» **How to complete this task**
Using the records below, give the number of lines where the string "produto" shows up. Add nothing to it.

» **Data to process**
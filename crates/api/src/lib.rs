//! Padaria API server library.
//!
//! Exposes config, state, error handling and routes so integration tests
//! and the binary entrypoint build the same application.

pub mod config;
pub mod error;
pub mod handlers;
pub mod response;
pub mod router;
pub mod routes;
pub mod state;
/// Errors detected or surfaced by the client-side deletion flow.
#[derive(Debug, thiserror::Error)]
pub enum ClientError {
    /// The delete control is missing a required attribute.
    #[error("Delete control has no `{0}` attribute")]
    MissingAttribute(&'static str),

    /// The identifier attribute is not a positive base-10 integer.
    #[error("Invalid product identifier: {0:?}")]
    InvalidIdentifier(String),

    /// The endpoint answered with an error body.
    #[error("Endpoint error ({status}): {message}")]
    Endpoint {
        /// HTTP status code.
        status: u16,
        /// The endpoint's `message` field.
        message: String,
    },

    /// The HTTP request itself failed (network, DNS, TLS, decoding).
    #[error("HTTP request failed: {0}")]
    Transport(#[from] reqwest::Error),
}

impl ClientError {
    /// Text shown to the user through the notification surface.
    pub fn user_message(&self) -> String {
        match self {
            ClientError::MissingAttribute(_) => {
                "Erro: dados do produto ausentes no botão de exclusão".to_string()
            }
            ClientError::InvalidIdentifier(_) => "Erro: ID do produto inválido".to_string(),
            ClientError::Endpoint { message, .. } => message.clone(),
            ClientError::Transport(_) => "Erro ao conectar com o servidor".to_string(),
        }
    }
}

» **Task result**
2